Portable Chief Operating Officer Sarah Kaur says that better integrating technology in the justice system could reduce backlog and improve access to legal services for the most vulnerable


The need for integration of technology into our justice system has been felt keenly over the past few months. Courts and tribunals around Australia have hit the pause button for all but the most urgent matters while trying to provide core services during the coronavirus pandemic. In Victoria, billions of dollars are potentially held up from being released into the construction industry as the Planning and Environment list at the Victorian Civil Administrative Tribunal (VCAT) suspended in-person hearings from March. In response, the Victorian government has provided $5m for VCAT to transition from paper-based and manual systems to an end-to-end digital way of resolving these matters, including online dispute resolution and virtual hearings.

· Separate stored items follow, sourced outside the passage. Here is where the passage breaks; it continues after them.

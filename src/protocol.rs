//! Wire shapes for the control socket. Requests are `{id?, task, data?}`;
//! every reply is an envelope `{id, timestamp, lastmsg, status, data,
//! completed}`. `completed: false` marks a reply that will be followed by
//! more messages under the same id (the long-running `play`).

use daqplay_engine::job::LoopMode;
use serde::{Deserialize, Serialize};
use serde_json::Value;
use std::time::{SystemTime, UNIX_EPOCH};

pub const DEFAULT_PORT: u16 = 21749;

#[derive(Debug, Deserialize)]
pub struct RequestEnvelope {
    #[serde(default)]
    pub id: Option<Value>,
    pub task: String,
    #[serde(default)]
    pub data: Option<Value>,
}

#[derive(Debug, Serialize)]
pub struct ReplyEnvelope {
    #[serde(skip_serializing_if = "Option::is_none")]
    pub id: Option<Value>,
    /// Milliseconds since the Unix epoch.
    pub timestamp: u64,
    /// The task name this reply (or follow-up message) belongs to.
    pub lastmsg: String,
    pub status: &'static str,
    #[serde(skip_serializing_if = "Option::is_none")]
    pub data: Option<Value>,
    /// False while more messages with the same id are coming.
    pub completed: bool,
}

fn now_ms() -> u64 {
    SystemTime::now()
        .duration_since(UNIX_EPOCH)
        .map(|d| d.as_millis() as u64)
        .unwrap_or(0)
}

impl ReplyEnvelope {
    pub fn success(id: Option<Value>, task: &str, data: Option<Value>, completed: bool) -> Self {
        Self {
            id,
            timestamp: now_ms(),
            lastmsg: task.to_string(),
            status: "success",
            data,
            completed,
        }
    }

    pub fn error(id: Option<Value>, task: &str, reason: &str, message: String) -> Self {
        Self {
            id,
            timestamp: now_ms(),
            lastmsg: task.to_string(),
            status: "error",
            data: Some(serde_json::json!({ "reason": reason, "message": message })),
            completed: true,
        }
    }

    pub fn to_json(&self) -> String {
        serde_json::to_string(self).unwrap_or_else(|e| {
            format!(
                "{{\"status\":\"error\",\"data\":{{\"reason\":\"internal\",\"message\":\"{}\"}},\"completed\":true}}",
                e
            )
        })
    }
}

#[derive(Debug, Deserialize)]
pub struct LoadAudioData {
    pub file_path: String,
    pub device_name: String,
    pub ao_channels: Vec<String>,
    #[serde(default)]
    pub do_channels: Option<Vec<String>>,
    #[serde(default)]
    pub ai_channels: Vec<String>,
    #[serde(default)]
    pub volume: Option<u8>,
    #[serde(default)]
    pub samples_per_frame: Option<usize>,
    #[serde(default)]
    pub flip_lr_stereo: Option<bool>,
}

#[derive(Debug, Default, Deserialize)]
pub struct PlayData {
    #[serde(default)]
    pub start_position: Option<f64>,
    #[serde(default)]
    pub volume: Option<u8>,
    #[serde(default, rename = "loop")]
    pub loop_mode: Option<LoopMode>,
}

#[derive(Debug, Default, Deserialize)]
pub struct PauseData {
    #[serde(default)]
    pub stop: Option<bool>,
}

#[derive(Debug, Deserialize)]
pub struct VolumeData {
    pub volume: u8,
}

#[derive(Debug, Default, Deserialize)]
pub struct SeekData {
    /// Seconds from the start; takes precedence over `position`.
    #[serde(default)]
    pub time: Option<f64>,
    /// Absolute sample index.
    #[serde(default)]
    pub position: Option<u64>,
}

#[derive(Debug, Default, Deserialize)]
pub struct FlipData {
    #[serde(default)]
    pub flip_lr_stereo: Option<bool>,
}

#[derive(Debug, Default, Deserialize)]
pub struct DevicesData {
    #[serde(default)]
    pub refresh: bool,
}

#[cfg(test)]
mod tests {
    use super::*;

    #[test]
    fn request_parses_with_and_without_id() {
        let request: RequestEnvelope =
            serde_json::from_str(r#"{"id": 7, "task": "status"}"#).unwrap();
        assert_eq!(request.task, "status");
        assert_eq!(request.id, Some(serde_json::json!(7)));

        let request: RequestEnvelope = serde_json::from_str(r#"{"task": "pid"}"#).unwrap();
        assert!(request.id.is_none());
        assert!(request.data.is_none());
    }

    #[test]
    fn reply_envelope_round_trips() {
        let reply = ReplyEnvelope::success(
            Some(serde_json::json!("a1")),
            "play",
            Some(serde_json::json!({"ok": true})),
            false,
        );
        let value: Value = serde_json::from_str(&reply.to_json()).unwrap();
        assert_eq!(value["id"], "a1");
        assert_eq!(value["lastmsg"], "play");
        assert_eq!(value["status"], "success");
        assert_eq!(value["completed"], false);
        assert!(value["timestamp"].as_u64().unwrap() > 0);
    }

    #[test]
    fn error_reply_carries_reason() {
        let reply = ReplyEnvelope::error(None, "bogus", "unknown_task", "no handler".to_string());
        let value: Value = serde_json::from_str(&reply.to_json()).unwrap();
        assert_eq!(value["status"], "error");
        assert_eq!(value["data"]["reason"], "unknown_task");
        assert_eq!(value["completed"], true);
    }

    #[test]
    fn seek_data_accepts_time_or_position() {
        let seek: SeekData = serde_json::from_str(r#"{"time": 45.5}"#).unwrap();
        assert_eq!(seek.time, Some(45.5));
        let seek: SeekData = serde_json::from_str(r#"{"position": 12345}"#).unwrap();
        assert_eq!(seek.position, Some(12345));
    }

    #[test]
    fn play_data_maps_loop_keyword() {
        let play: PlayData = serde_json::from_str(r#"{"loop": "one"}"#).unwrap();
        assert_eq!(play.loop_mode, Some(LoopMode::One));
    }
}
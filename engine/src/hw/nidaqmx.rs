//! Raw binding to the NI-DAQmx C runtime, limited to the handful of calls
//! the player needs: AO voltage tasks with onboard sample-clock timing,
//! static digital lines for the TTL sync pulse, and system/device queries
//! for enumeration.

#![allow(non_snake_case)]

use crate::channels::ChannelSpec;
use crate::error::{EngineError, Result};
use crate::hw::traits::{AoTask, BlockEdge, DaqBackend, DoTask, TaskPair, WriteOutcome};
use crate::registry::DeviceDescriptor;
use std::ffi::{CStr, CString, c_char, c_void};
use std::time::Duration;
use tracing::warn;

type TaskHandle = *mut c_void;

const DAQMX_VAL_VOLTS: i32 = 10348;
const DAQMX_VAL_RISING: i32 = 10280;
const DAQMX_VAL_CONT_SAMPS: i32 = 10123;
const DAQMX_VAL_GROUP_BY_SCAN_NUMBER: u32 = 1;
const DAQMX_VAL_CHAN_FOR_ALL_LINES: i32 = 1;
const DAQMX_VAL_DO_NOT_ALLOW_REGEN: i32 = 10158;

/// Generation ran ahead of the host write pointer.
const DAQMX_ERR_SAMPLES_NO_LONGER_AVAILABLE: i32 = -200290;
const DAQMX_ERR_UNDERFLOW: i32 = -200621;

#[link(name = "nidaqmx")]
unsafe extern "C" {
    fn DAQmxCreateTask(name: *const c_char, task: *mut TaskHandle) -> i32;
    fn DAQmxClearTask(task: TaskHandle) -> i32;
    fn DAQmxStartTask(task: TaskHandle) -> i32;
    fn DAQmxStopTask(task: TaskHandle) -> i32;
    fn DAQmxCreateAOVoltageChan(
        task: TaskHandle,
        physical_channel: *const c_char,
        name: *const c_char,
        min_val: f64,
        max_val: f64,
        units: i32,
        custom_scale: *const c_char,
    ) -> i32;
    fn DAQmxCreateDOChan(
        task: TaskHandle,
        lines: *const c_char,
        name: *const c_char,
        line_grouping: i32,
    ) -> i32;
    fn DAQmxCfgSampClkTiming(
        task: TaskHandle,
        source: *const c_char,
        rate: f64,
        active_edge: i32,
        sample_mode: i32,
        samps_per_chan: u64,
    ) -> i32;
    fn DAQmxCfgOutputBuffer(task: TaskHandle, samps_per_chan: u32) -> i32;
    fn DAQmxSetWriteRegenMode(task: TaskHandle, mode: i32) -> i32;
    fn DAQmxCfgDigEdgeStartTrig(task: TaskHandle, source: *const c_char, edge: i32) -> i32;
    fn DAQmxWriteAnalogF64(
        task: TaskHandle,
        samps_per_chan: i32,
        auto_start: u32,
        timeout: f64,
        data_layout: u32,
        data: *const f64,
        samps_written: *mut i32,
        reserved: *mut c_void,
    ) -> i32;
    fn DAQmxWriteDigitalLines(
        task: TaskHandle,
        samps_per_chan: i32,
        auto_start: u32,
        timeout: f64,
        data_layout: u32,
        data: *const u8,
        samps_written: *mut i32,
        reserved: *mut c_void,
    ) -> i32;
    fn DAQmxGetWriteTotalSampPerChanGenerated(task: TaskHandle, value: *mut u64) -> i32;
    fn DAQmxGetExtendedErrorInfo(buffer: *mut c_char, size: u32) -> i32;
    fn DAQmxGetSysDevNames(buffer: *mut c_char, size: u32) -> i32;
    fn DAQmxGetSysNIDAQMajorVersion(value: *mut u32) -> i32;
    fn DAQmxGetSysNIDAQMinorVersion(value: *mut u32) -> i32;
    fn DAQmxGetSysNIDAQUpdateVersion(value: *mut u32) -> i32;
    fn DAQmxGetDevProductType(device: *const c_char, buffer: *mut c_char, size: u32) -> i32;
    fn DAQmxGetDevProductCategory(device: *const c_char, value: *mut i32) -> i32;
    fn DAQmxGetDevAOMaxRate(device: *const c_char, value: *mut f64) -> i32;
    fn DAQmxGetDevAOPhysicalChans(device: *const c_char, buffer: *mut c_char, size: u32) -> i32;
    fn DAQmxGetDevDOLines(device: *const c_char, buffer: *mut c_char, size: u32) -> i32;
}

fn extended_error() -> String {
    let mut buf = vec![0_i8 as c_char; 2048];
    unsafe {
        DAQmxGetExtendedErrorInfo(buf.as_mut_ptr(), buf.len() as u32);
        CStr::from_ptr(buf.as_ptr()).to_string_lossy().into_owned()
    }
}

fn check(code: i32) -> Result<()> {
    if code < 0 {
        return Err(EngineError::Device(format!(
            "DAQmx error {}: {}",
            code,
            extended_error()
        )));
    }
    if code > 0 {
        warn!("DAQmx warning {}: {}", code, extended_error());
    }
    Ok(())
}

fn cstring(value: &str) -> Result<CString> {
    CString::new(value)
        .map_err(|_| EngineError::Validation(format!("embedded NUL in name '{}'", value)))
}

fn query_string(f: impl Fn(*mut c_char, u32) -> i32) -> Result<String> {
    let mut buf = vec![0_i8 as c_char; 4096];
    check(f(buf.as_mut_ptr(), buf.len() as u32))?;
    Ok(unsafe { CStr::from_ptr(buf.as_ptr()) }
        .to_string_lossy()
        .into_owned())
}

fn count_list(list: &str) -> usize {
    list.split(',').filter(|s| !s.trim().is_empty()).count()
}

fn category_name(value: i32) -> &'static str {
    match value {
        14643 => "M Series DAQ",
        15858 => "X Series DAQ",
        14642 => "E Series DAQ",
        15895 => "USB DAQ",
        14648 => "Digital IO",
        _ => "DAQ",
    }
}

/// Backend over the installed NI-DAQmx runtime.
pub struct NidaqmxBackend;

impl NidaqmxBackend {
    pub fn new() -> Self {
        Self
    }
}

impl Default for NidaqmxBackend {
    fn default() -> Self {
        Self::new()
    }
}

impl DaqBackend for NidaqmxBackend {
    fn label(&self) -> &'static str {
        "nidaqmx"
    }

    fn enumerate(&self) -> Result<Vec<DeviceDescriptor>> {
        let names = query_string(|buf, len| unsafe { DAQmxGetSysDevNames(buf, len) })?;
        let mut devices = Vec::new();
        for name in names.split(',').map(str::trim).filter(|s| !s.is_empty()) {
            let dev = cstring(name)?;
            let product_type = query_string(|buf, len| unsafe {
                DAQmxGetDevProductType(dev.as_ptr(), buf, len)
            })?;
            let mut category = 0_i32;
            check(unsafe { DAQmxGetDevProductCategory(dev.as_ptr(), &mut category) })?;
            let mut max_ao_rate = 0.0_f64;
            check(unsafe { DAQmxGetDevAOMaxRate(dev.as_ptr(), &mut max_ao_rate) })?;
            let ao_chans = query_string(|buf, len| unsafe {
                DAQmxGetDevAOPhysicalChans(dev.as_ptr(), buf, len)
            })?;
            let do_lines = query_string(|buf, len| unsafe {
                DAQmxGetDevDOLines(dev.as_ptr(), buf, len)
            })?;
            devices.push(DeviceDescriptor {
                name: name.to_string(),
                product_type,
                product_category: category_name(category).to_string(),
                max_ao_rate_hz: max_ao_rate,
                ao_line_count: count_list(&ao_chans),
                do_line_count: count_list(&do_lines),
            });
        }
        Ok(devices)
    }

    fn driver_version(&self) -> Option<String> {
        let mut major = 0_u32;
        let mut minor = 0_u32;
        let mut update = 0_u32;
        let ok = unsafe {
            DAQmxGetSysNIDAQMajorVersion(&mut major) >= 0
                && DAQmxGetSysNIDAQMinorVersion(&mut minor) >= 0
                && DAQmxGetSysNIDAQUpdateVersion(&mut update) >= 0
        };
        ok.then(|| format!("{}.{}.{}", major, minor, update))
    }

    fn open(
        &self,
        device: &DeviceDescriptor,
        channels: &ChannelSpec,
        sample_rate_hz: u32,
        samples_per_frame: usize,
    ) -> Result<TaskPair> {
        // Both tasks prefix line names with the device, e.g. "Dev1/ao0".
        let ao_spec = channels
            .ao
            .iter()
            .map(|c| format!("{}/{}", device.name, c))
            .collect::<Vec<_>>()
            .join(",");
        let do_spec = channels
            .dout
            .iter()
            .map(|c| format!("{}/{}", device.name, c))
            .collect::<Vec<_>>()
            .join(",");

        let mut ao_handle: TaskHandle = std::ptr::null_mut();
        check(unsafe { DAQmxCreateTask(c"daqplay-ao".as_ptr(), &mut ao_handle) })?;
        let ao = NidaqmxAoTask {
            handle: ao_handle,
            rate: sample_rate_hz,
        };
        let ao_chans = cstring(&ao_spec)?;
        check(unsafe {
            DAQmxCreateAOVoltageChan(
                ao.handle,
                ao_chans.as_ptr(),
                c"".as_ptr(),
                -10.0,
                10.0,
                DAQMX_VAL_VOLTS,
                std::ptr::null(),
            )
        })?;
        // 4 callback quanta of onboard buffer, clocked continuously off the
        // device timebase.
        check(unsafe {
            DAQmxCfgSampClkTiming(
                ao.handle,
                std::ptr::null(),
                sample_rate_hz as f64,
                DAQMX_VAL_RISING,
                DAQMX_VAL_CONT_SAMPS,
                (samples_per_frame as u64) * 4,
            )
        })?;
        check(unsafe { DAQmxCfgOutputBuffer(ao.handle, (samples_per_frame as u32) * 4) })?;
        check(unsafe { DAQmxSetWriteRegenMode(ao.handle, DAQMX_VAL_DO_NOT_ALLOW_REGEN) })?;

        let mut do_handle: TaskHandle = std::ptr::null_mut();
        check(unsafe { DAQmxCreateTask(c"daqplay-do".as_ptr(), &mut do_handle) })?;
        let dout = NidaqmxDoTask {
            handle: do_handle,
            line_count: channels.dout.len(),
        };
        let do_lines = cstring(&do_spec)?;
        check(unsafe {
            DAQmxCreateDOChan(
                dout.handle,
                do_lines.as_ptr(),
                c"".as_ptr(),
                DAQMX_VAL_CHAN_FOR_ALL_LINES,
            )
        })?;
        // First DO sample lands on the AO start trigger, so the sync pulse
        // and the first audio sample are coincident within one sample clock.
        let trigger = cstring(&format!("/{}/ao/StartTrigger", device.name))?;
        if let Err(e) = check(unsafe {
            DAQmxCfgDigEdgeStartTrig(dout.handle, trigger.as_ptr(), DAQMX_VAL_RISING)
        }) {
            // Static DO tasks on some devices reject triggers; fall back to
            // on-demand writes.
            warn!("DO start trigger not armed: {}", e);
        }

        Ok(TaskPair {
            ao: Box::new(ao),
            dout: Box::new(dout),
        })
    }
}

struct NidaqmxAoTask {
    handle: TaskHandle,
    rate: u32,
}

// The handle is only ever used from the audio thread that owns the task.
unsafe impl Send for NidaqmxAoTask {}

impl AoTask for NidaqmxAoTask {
    fn start(&mut self) -> Result<()> {
        check(unsafe { DAQmxStartTask(self.handle) })
    }

    fn stop(&mut self) -> Result<()> {
        check(unsafe { DAQmxStopTask(self.handle) })
    }

    fn write(&mut self, interleaved: &[f64], frames: usize) -> Result<WriteOutcome> {
        let mut written = 0_i32;
        let code = unsafe {
            DAQmxWriteAnalogF64(
                self.handle,
                frames as i32,
                0,
                10.0,
                DAQMX_VAL_GROUP_BY_SCAN_NUMBER,
                interleaved.as_ptr(),
                &mut written,
                std::ptr::null_mut(),
            )
        };
        if code == DAQMX_ERR_SAMPLES_NO_LONGER_AVAILABLE || code == DAQMX_ERR_UNDERFLOW {
            // The device ran past us. Re-arm the task and report the miss;
            // the pump owns the zero-padding policy.
            let _ = unsafe { DAQmxStopTask(self.handle) };
            check(unsafe { DAQmxStartTask(self.handle) })?;
            return Ok(WriteOutcome {
                frames_queued: 0,
                underflowed: true,
            });
        }
        check(code)?;
        Ok(WriteOutcome {
            frames_queued: written as usize,
            underflowed: false,
        })
    }

    fn generated_frames(&self) -> Result<u64> {
        let mut generated = 0_u64;
        check(unsafe { DAQmxGetWriteTotalSampPerChanGenerated(self.handle, &mut generated) })?;
        Ok(generated)
    }

    fn wait_block(&mut self, frames: usize) -> Result<BlockEdge> {
        let target = self.generated_frames()? + frames as u64;
        let quarter = Duration::from_secs_f64(frames as f64 / self.rate as f64 / 4.0);
        loop {
            let generated = self.generated_frames()?;
            if generated >= target {
                return Ok(BlockEdge {
                    generated_frames: generated,
                });
            }
            std::thread::sleep(quarter);
        }
    }
}

impl Drop for NidaqmxAoTask {
    fn drop(&mut self) {
        unsafe {
            let _ = DAQmxStopTask(self.handle);
            let _ = DAQmxClearTask(self.handle);
        }
    }
}

struct NidaqmxDoTask {
    handle: TaskHandle,
    line_count: usize,
}

unsafe impl Send for NidaqmxDoTask {}

impl NidaqmxDoTask {
    fn write_level(&mut self, level: u8) -> Result<()> {
        let data = vec![level; self.line_count];
        let mut written = 0_i32;
        check(unsafe {
            DAQmxWriteDigitalLines(
                self.handle,
                1,
                1,
                10.0,
                DAQMX_VAL_GROUP_BY_SCAN_NUMBER,
                data.as_ptr(),
                &mut written,
                std::ptr::null_mut(),
            )
        })
    }
}

impl DoTask for NidaqmxDoTask {
    fn set_high(&mut self) -> Result<()> {
        self.write_level(1)
    }

    fn set_low(&mut self) -> Result<()> {
        self.write_level(0)
    }
}

impl Drop for NidaqmxDoTask {
    fn drop(&mut self) {
        unsafe {
            let _ = DAQmxStopTask(self.handle);
            let _ = DAQmxClearTask(self.handle);
        }
    }
}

Such rapid change doesn’t happen in the justice sector, or at least, it didn’t use to. Like VCAT, more government justice organisations will benefit from re-thinking how technology can provide easier access for the communities they serve, before the next crisis.
Digital resources, tools and services can provide communities access to legal information, education, and help with lower barriers during the coronavirus pandemic, and well after it passes. Digital tools present opportunities for interactive, guided, and personalised pathways for people with legal issues who can help themselves through different parts of the process of resolving a legal matter.
As consumers of core services that have been provided online for years, large segments of communities have adapted to “self-serve” style digital interactions with companies and government agencies to gain access to utilities, education, health, tax, and other services. The time for re-thinking how justice may be accessed through “self-service” is now, because this model scales in a way the justice system cannot currently, in order to meet growing demand.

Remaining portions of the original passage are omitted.